Gneiss Head of Capital Markets Rich McGlashan shares his views on the impact of increasing ESG regulation on Capital Markets.
The honesty trade - addressing real-world issues of ESG and climate change within capital allocation.
Even the catch-all acronym of ESG (V2.0 of SRI et al), headlines the simplistic and stylistic approach that capital markets deploy in the first instance to simplify every marketplace and world dynamic – at the macro and marketing level. Even the focus on each component part is more ‘Eurovision’ than ‘multi-generational’ in approach. See the backseat ‘Governance’ has taken in recent times, as the government has clambered to get on the SPAC bandwagon, just in time for the music to become eerily quiet. If the acronym has validity, there needs to be equality of factors and consistency of approach.

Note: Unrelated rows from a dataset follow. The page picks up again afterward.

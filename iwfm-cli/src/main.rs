//! IWFM CLI - match observation wells to model layers and score simulated heads.

use clap::Parser;

#[derive(Parser)]
#[command(
    name = "iwfm-cli",
    version,
    about = "IWFM groundwater well calibration toolkit"
)]
struct Cli {
    /// Increase logging verbosity (-v info, -vv debug); RUST_LOG takes precedence
    #[arg(short, long, action = clap::ArgAction::Count, global = true)]
    verbose: u8,

    #[command(subcommand)]
    command: iwfm_cmd::Command,
}

fn main() -> anyhow::Result<()> {
    let cli = Cli::parse();
    let level = match cli.verbose {
        0 => "warn",
        1 => "info",
        _ => "debug",
    };
    env_logger::Builder::from_env(env_logger::Env::default().default_filter_or(level)).init();
    iwfm_cmd::run(cli.command)
}
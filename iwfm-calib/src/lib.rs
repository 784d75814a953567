//! Calibration core for IWFM groundwater wells.
//!
//! Matches model wells to observation stations, weights the model layers a
//! well screen crosses, blends per-layer heads and scores the blended
//! series against measured elevations month by month.

pub mod align;
pub mod analysis;
pub mod blend;
pub mod diagnostics;
pub mod intersect;
pub mod reconcile;
pub mod score;
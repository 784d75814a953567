//! Month-level join of simulated and observed heads.

use crate::blend::BlendedHydrograph;
use chrono::{Datelike, NaiveDate};
use iwfm_model::casgem::ObservationRecord;
use serde::Serialize;
use std::collections::BTreeMap;
use std::fmt;

/// Calendar month used as the join key.
#[derive(Debug, Clone, Copy, PartialEq, Eq, PartialOrd, Ord, Hash, Serialize)]
pub struct YearMonth {
    pub year: i32,
    pub month: u32,
}

impl YearMonth {
    pub fn from_date(date: &NaiveDate) -> Self {
        YearMonth {
            year: date.year(),
            month: date.month(),
        }
    }
}

impl fmt::Display for YearMonth {
    fn fmt(&self, f: &mut fmt::Formatter<'_>) -> fmt::Result {
        write!(f, "{:04}-{:02}", self.year, self.month)
    }
}

#[derive(Debug, Clone, PartialEq)]
pub struct AlignedRow {
    /// Simulated date
    pub date: NaiveDate,
    pub heads: Vec<Option<f64>>,
    /// Blended head compared against the observation
    pub simulated: Option<f64>,
    pub observed: Option<f64>,
    pub observed_date: Option<NaiveDate>,
}

/// Simulated rows with the observations of the same month attached.
#[derive(Debug, Clone, PartialEq)]
pub struct AlignedTable {
    pub layers: Vec<usize>,
    pub report_average: bool,
    pub rows: Vec<AlignedRow>,
}

impl AlignedTable {
    /// `(observed, simulated)` for rows where both are present.
    pub fn pairs(&self) -> Vec<(f64, f64)> {
        self.rows
            .iter()
            .filter_map(|row| row.observed.zip(row.simulated))
            .collect()
    }
}

/// Left join of `blended` with `observations` on year and month.
///
/// Every simulated row is kept. A row whose month holds several
/// measurements is repeated once per measurement; observations without an
/// elevation are ignored.
pub fn align<'a, I>(blended: &BlendedHydrograph, observations: I) -> AlignedTable
where
    I: IntoIterator<Item = &'a ObservationRecord>,
{
    let mut by_month: BTreeMap<YearMonth, Vec<(NaiveDate, f64)>> = BTreeMap::new();
    for record in observations {
        if let Some(wse) = record.wse {
            by_month
                .entry(YearMonth::from_date(&record.date))
                .or_default()
                .push((record.date, wse));
        }
    }

    let mut rows = Vec::with_capacity(blended.rows.len());
    for row in &blended.rows {
        let unmatched = AlignedRow {
            date: row.date,
            heads: row.heads.clone(),
            simulated: row.average,
            observed: None,
            observed_date: None,
        };
        match by_month.get(&YearMonth::from_date(&row.date)) {
            Some(measurements) => {
                for &(date, wse) in measurements {
                    rows.push(AlignedRow {
                        observed: Some(wse),
                        observed_date: Some(date),
                        ..unmatched.clone()
                    });
                }
            }
            None => rows.push(unmatched),
        }
    }

    AlignedTable {
        layers: blended.layers.clone(),
        report_average: blended.report_average,
        rows,
    }
}

#[cfg(test)]
mod tests {
    use super::*;
    use crate::blend::BlendedRow;

    fn day(y: i32, m: u32, d: u32) -> NaiveDate {
        NaiveDate::from_ymd_opt(y, m, d).unwrap()
    }

    fn blended() -> BlendedHydrograph {
        let rows = [(day(1974, 1, 31), 100.0), (day(1974, 2, 28), 101.0), (day(1974, 3, 31), 102.0)]
            .into_iter()
            .map(|(date, head)| BlendedRow {
                date,
                heads: vec![Some(head)],
                average: Some(head),
            })
            .collect();
        BlendedHydrograph {
            layers: vec![2],
            rows,
            report_average: false,
        }
    }

    fn observation(date: NaiveDate, wse: Option<f64>) -> ObservationRecord {
        ObservationRecord {
            primary_id: "12N03E16A001M".to_string(),
            alternate_id: None,
            date,
            wse,
        }
    }

    #[test]
    fn test_year_month() {
        let key = YearMonth::from_date(&day(1974, 3, 15));
        assert_eq!(key, YearMonth { year: 1974, month: 3 });
        assert_eq!(key.to_string(), "1974-03");
    }

    #[test]
    fn test_left_join_by_month() {
        let observations = vec![
            observation(day(1974, 1, 12), Some(99.0)),
            observation(day(1974, 3, 2), Some(103.0)),
            observation(day(1974, 3, 20), Some(104.0)),
            observation(day(1974, 2, 10), None),
            observation(day(1975, 1, 12), Some(50.0)),
        ];
        let table = align(&blended(), &observations);
        assert_eq!(table.rows.len(), 4);
        assert_eq!(table.rows[0].observed, Some(99.0));
        assert_eq!(table.rows[0].observed_date, Some(day(1974, 1, 12)));
        assert_eq!(table.rows[1].observed, None);
        assert_eq!(table.rows[2].date, day(1974, 3, 31));
        assert_eq!(table.rows[3].observed, Some(104.0));
        assert_eq!(
            table.pairs(),
            vec![(99.0, 100.0), (103.0, 102.0), (104.0, 102.0)]
        );
    }

    #[test]
    fn test_no_observations_keeps_every_row() {
        let table = align(&blended(), &Vec::<ObservationRecord>::new());
        assert_eq!(table.rows.len(), 3);
        assert!(table.pairs().is_empty());
    }
}
//! Full comparison run: load inputs, analyse every matched well, export.

use crate::export::write_report;
use anyhow::Context;
use iwfm_calib::analysis::{run, AnalysisInputs};
use iwfm_model::casgem::ObservationDataset;
use iwfm_model::config::AnalysisConfig;
use iwfm_model::hydrograph::HydrographTable;
use iwfm_model::stratigraphy::{StratigraphyQuery, StratigraphyTable};
use iwfm_model::well::WellRegistry;
use log::info;
use std::path::{Path, PathBuf};

/// Input file locations for one comparison run.
pub struct CompareInputs<'a> {
    pub registry: &'a Path,
    pub observations: &'a Path,
    pub hydrographs: &'a [PathBuf],
    pub stratigraphy: Option<&'a Path>,
}

pub fn run_compare(
    inputs: &CompareInputs,
    output_dir: &Path,
    config: &AnalysisConfig,
) -> anyhow::Result<()> {
    let registry = WellRegistry::from_path(inputs.registry)
        .with_context(|| format!("reading well registry {}", inputs.registry.display()))?;
    let observations = ObservationDataset::from_path(inputs.observations, &config.observations)
        .with_context(|| format!("reading observations {}", inputs.observations.display()))?;

    let paths: Vec<&Path> = inputs.hydrographs.iter().map(PathBuf::as_path).collect();
    let hydrographs = HydrographTable::from_paths(&paths, &config.hydrograph, &config.time_suffix)
        .context("reading simulated hydrographs")?;

    let table = match inputs.stratigraphy {
        Some(path) => Some(
            StratigraphyTable::from_path(path)
                .with_context(|| format!("reading stratigraphy {}", path.display()))?,
        ),
        None => None,
    };
    let stratigraphy: &dyn StratigraphyQuery = match &table {
        Some(table) => table,
        None => &registry,
    };

    info!(
        "Comparing {} registry wells against {} observations",
        registry.wells().len(),
        observations.len()
    );
    let report = run(
        &AnalysisInputs {
            registry: &registry,
            hydrographs: &hydrographs,
            observations: &observations,
            stratigraphy,
        },
        config,
    );

    write_report(output_dir, &report)?;
    info!("Results written to {}", output_dir.display());
    Ok(())
}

From an environmental and climate change perspective, capital markets have seen a gold rush of consultancy and origination fees and deployed multiple quick-fix, platform and rating solutions which have exacerbated the incoherence of the landscape and driven a lack of genuine and protracted behavioural change – all secreted into the nattily entitled TCFD (Task force on climate related disclosures) framework. The genuine issue is the requirement for a deployable framework solution to a heterogenous problem at the corporate and nation state level.
Multiple complications remain, including the additional feedback loop and the second order effects. Additionally, the cure might well be worse than the disease in terms of lifespans – if not planet-span – given the protracted timelines involved.